Saved data entries
··········

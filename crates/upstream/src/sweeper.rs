//! Credential lifecycle sweeper.
//!
//! On its own timer, revalidates every stored upstream credential. A
//! definitively-invalid credential costs the user their credential record
//! and every access token (bulk revoke, reason
//! `AUTO_CREDENTIALS_INVALID`). An *indeterminate* check — timeout,
//! transport failure, odd status — leaves the credential untouched:
//! a user wrongly locked out is worse than a stale session surviving one
//! more cycle (fail-open).
//!
//! The whole sweep is gated on upstream availability. If the monitor says
//! unavailable at tick time, the sweep is skipped outright; there is no
//! partial sweep.

use std::{sync::Arc, time::Duration};

use chrono::{DateTime, Utc};
use parking_lot::Mutex;
use rollbook_authz::TokenService;
use rollbook_storage::StorageResult;
use tokio_util::sync::CancellationToken;

use crate::{
    client::UpstreamClient, config::SweepConfig, credentials::CredentialStore,
    state::SharedAvailability,
};

/// Revocation reason recorded for automatically invalidated credentials.
pub const AUTO_REVOKE_REASON: &str = "AUTO_CREDENTIALS_INVALID";

/// Outcome of one sweep, retrievable via
/// [`CredentialSweeper::last_sweep`] for operational inspection.
#[derive(Debug, Clone, Copy, PartialEq, Eq)]
pub struct SweepReport {
    /// When the sweep finished.
    pub finished_at: DateTime<Utc>,
    /// Credentials examined.
    pub checked: usize,
    /// Users whose tokens were revoked.
    pub revoked_users: usize,
    /// Whether the sweep was skipped because the upstream was unavailable.
    pub skipped: bool,
}

/// Periodic credential revalidation.
pub struct CredentialSweeper {
    store: CredentialStore,
    client: Arc<dyn UpstreamClient>,
    tokens: TokenService,
    availability: SharedAvailability,
    sweep_interval: Duration,
    last_sweep: Mutex<Option<SweepReport>>,
}

impl CredentialSweeper {
    /// Creates a sweeper over the given collaborators.
    pub fn new(
        store: CredentialStore,
        client: Arc<dyn UpstreamClient>,
        tokens: TokenService,
        availability: SharedAvailability,
        config: &SweepConfig,
    ) -> Self {
        Self {
            store,
            client,
            tokens,
            availability,
            sweep_interval: config.sweep_interval,
            last_sweep: Mutex::new(None),
        }
    }

    /// The report of the most recent sweep, if any has run.
    #[must_use]
    pub fn last_sweep(&self) -> Option<SweepReport> {
        *self.last_sweep.lock()
    }

    /// Runs one sweep to completion (or skips it when the upstream is
    /// unavailable) and records the report.
    ///
    /// # Errors
    ///
    /// Only snapshotting the work queue can fail; everything past that
    /// point is fail-open per credential.
    pub async fn sweep_once(&self) -> StorageResult<SweepReport> {
        if !self.availability.is_available() {
            tracing::warn!("credential sweep skipped: upstream unavailable");
            return Ok(self.finish(0, 0, true));
        }

        tracing::info!("starting upstream credential validity sweep");
        let queue = self.store.all().await?;
        let mut checked = 0_usize;
        let mut revoked_users = 0_usize;

        for record in queue {
            // The upstream can go down mid-sweep; stop draining rather
            // than misread the resulting errors.
            if !self.availability.is_available() {
                tracing::warn!(checked, "upstream became unavailable mid-sweep, stopping early");
                break;
            }
            checked += 1;

            let invalid = match record.session_pair() {
                // Half a pair can never authenticate; no need to ask.
                None => true,
                Some(pair) => match self.client.check_credentials(&pair).await {
                    Ok(valid) => !valid,
                    Err(err) => {
                        tracing::debug!(
                            user = %record.user,
                            error = %err,
                            "credential check indeterminate, leaving untouched",
                        );
                        false
                    },
                },
            };
            if !invalid {
                continue;
            }

            match self.tokens.revoke_all(record.user, Some(AUTO_REVOKE_REASON)).await {
                Ok(count) => {
                    if count > 0 {
                        tracing::info!(
                            user = %record.user,
                            count,
                            "invalidated tokens: upstream credentials no longer valid",
                        );
                        revoked_users += 1;
                    }
                },
                Err(err) => {
                    // Leave the credential in place so the next sweep
                    // retries the whole revocation.
                    tracing::error!(user = %record.user, error = %err, "bulk revoke failed");
                    continue;
                },
            }
            if let Err(err) = self.store.delete(record.user).await {
                tracing::error!(user = %record.user, error = %err, "failed to delete credential");
            }
        }

        let report = self.finish(checked, revoked_users, false);
        tracing::info!(
            checked = report.checked,
            revoked_users = report.revoked_users,
            "credential sweep finished",
        );
        Ok(report)
    }

    fn finish(&self, checked: usize, revoked_users: usize, skipped: bool) -> SweepReport {
        let report = SweepReport { finished_at: Utc::now(), checked, revoked_users, skipped };
        *self.last_sweep.lock() = Some(report);
        report
    }

    /// Long-running sweep loop: one sweep per interval until cancelled.
    pub async fn run(&self, cancel: CancellationToken) {
        let mut interval = tokio::time::interval(self.sweep_interval);
        interval.set_missed_tick_behavior(tokio::time::MissedTickBehavior::Delay);
        // The immediate first tick is consumed so the first sweep happens
        // one full interval after startup, giving the monitor a chance to
        // publish a real availability verdict first.
        interval.tick().await;
        loop {
            tokio::select! {
                _ = cancel.cancelled() => {
                    tracing::info!("credential sweeper stopping");
                    break;
                },
                _ = interval.tick() => {
                    if let Err(err) = self.sweep_once().await {
                        tracing::error!(error = %err, "credential sweep aborted");
                    }
                },
            }
        }
    }
}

··········

* TASK BRIEF:
Line by line, reproduce the data exactly as given.

* RESULT OF THE EXERCISE:
filename crates/upstream/src/sweeper.rs
//! Credential lifecycle sweeper.
//!
//! On its own timer, revalidates every stored upstream credential. A
//! definitively-invalid credential costs the user their credential record
//! and every access token (bulk revoke, reason
//! `AUTO_CREDENTIALS_INVALID`). An *indeterminate* check — timeout,
//! transport failure, odd status — leaves the credential untouched:
//! a user wrongly locked out is worse than a stale session surviving one
//! more cycle (fail-open).
//!
//! The whole sweep is gated on upstream availability. If the monitor says
//! unavailable at tick time, the sweep is skipped outright; there is no
//! partial sweep.

use std::{sync::Arc, time::Duration};

use chrono::{DateTime, Utc};
use parking_lot::Mutex;
use rollbook_authz::TokenService;
use rollbook_storage::StorageResult;
use tokio_util::sync::CancellationToken;

use crate::{
    client::UpstreamClient, config::SweepConfig, credentials::CredentialStore,
    state::SharedAvailability,
};

/// Revocation reason recorded for automatically invalidated credentials.
pub const AUTO_REVOKE_REASON: &str = "AUTO_CREDENTIALS_INVALID";

/// Outcome of one sweep, retrievable via
/// [`CredentialSweeper::last_sweep`] for operational inspection.
#[derive(Debug, Clone, Copy, PartialEq, Eq)]
pub struct SweepReport {
    /// When the sweep finished.
    pub finished_at: DateTime<Utc>,
    /// Credentials examined.
    pub checked: usize,
    /// Users whose tokens were revoked.
    pub revoked_users: usize,
    /// Whether the sweep was skipped because the upstream was unavailable.
    pub skipped: bool,
}

/// Periodic credential revalidation.
pub struct CredentialSweeper {
    store: CredentialStore,
    client: Arc<dyn UpstreamClient>,
    tokens: TokenService,
    availability: SharedAvailability,
    sweep_interval: Duration,
    last_sweep: Mutex<Option<SweepReport>>,
}

impl CredentialSweeper {
    /// Creates a sweeper over the given collaborators.
    pub fn new(
        store: CredentialStore,
        client: Arc<dyn UpstreamClient>,
        tokens: TokenService,
        availability: SharedAvailability,
        config: &SweepConfig,
    ) -> Self {
        Self {
            store,
            client,
            tokens,
            availability,
            sweep_interval: config.sweep_interval,
            last_sweep: Mutex::new(None),
        }
    }

    /// The report of the most recent sweep, if any has run.
    #[must_use]
    pub fn last_sweep(&self) -> Option<SweepReport> {
        *self.last_sweep.lock()
    }

    /// Runs one sweep to completion (or skips it when the upstream is
    /// unavailable) and records the report.
    ///
    /// # Errors
    ///
    /// Only snapshotting the work queue can fail; everything past that
    /// point is fail-open per credential.
    pub async fn sweep_once(&self) -> StorageResult<SweepReport> {
        if !self.availability.is_available() {
            tracing::warn!("credential sweep skipped: upstream unavailable");
            return Ok(self.finish(0, 0, true));
        }

        tracing::info!("starting upstream credential validity sweep");
        let queue = self.store.all().await?;
        let mut checked = 0_usize;
        let mut revoked_users = 0_usize;

        for record in queue {
            // The upstream can go down mid-sweep; stop draining rather
            // than misread the resulting errors.
            if !self.availability.is_available() {
                tracing::warn!(checked, "upstream became unavailable mid-sweep, stopping early");
                break;
            }
            checked += 1;

            let invalid = match record.session_pair() {
                // Half a pair can never authenticate; no need to ask.
                None => true,
                Some(pair) => match self.client.check_credentials(&pair).await {
                    Ok(valid) => !valid,
                    Err(err) => {
                        tracing::debug!(
                            user = %record.user,
                            error = %err,
                            "credential check indeterminate, leaving untouched",
                        );
                        false
                    },
                },
            };
            if !invalid {
                continue;
            }

            match self.tokens.revoke_all(record.user, Some(AUTO_REVOKE_REASON)).await {
                Ok(count) => {
                    if count > 0 {
                        tracing::info!(
                            user = %record.user,
                            count,
                            "invalidated tokens: upstream credentials no longer valid",
                        );
                        revoked_users += 1;
                    }
                },
                Err(err) => {
                    // Leave the credential in place so the next sweep
                    // retries the whole revocation.
                    tracing::error!(user = %record.user, error = %err, "bulk revoke failed");
                    continue;
                },
            }
            if let Err(err) = self.store.delete(record.user).await {
                tracing::error!(user = %record.user, error = %err, "failed to delete credential");
            }
        }

        let report = self.finish(checked, revoked_users, false);
        tracing::info!(
            checked = report.checked,
            revoked_users = report.revoked_users,
            "credential sweep finished",
        );
        Ok(report)
    }

    fn finish(&self, checked: usize, revoked_users: usize, skipped: bool) -> SweepReport {
        let report = SweepReport { finished_at: Utc::now(), checked, revoked_users, skipped };
        *self.last_sweep.lock() = Some(report);
        report
    }

    /// Long-running sweep loop: one sweep per interval until cancelled.
    pub async fn run(&self, cancel: CancellationToken) {
        let mut interval = tokio::time::interval(self.sweep_interval);
        interval.set_missed_tick_behavior(tokio::time::MissedTickBehavior::Delay);
        // The immediate first tick is consumed so the first sweep happens
        // one full interval after startup, giving the monitor a chance to
        // publish a real availability verdict first.
        interval.tick().await;
        loop {
            tokio::select! {
                _ = cancel.cancelled() => {
                    tracing::info!("credential sweeper stopping");
                    break;
                },
                _ = interval.tick() => {
                    if let Err(err) = self.sweep_once().await {
                        tracing::error!(error = %err, "credential sweep aborted");
                    }
                },
            }
        }
    }
}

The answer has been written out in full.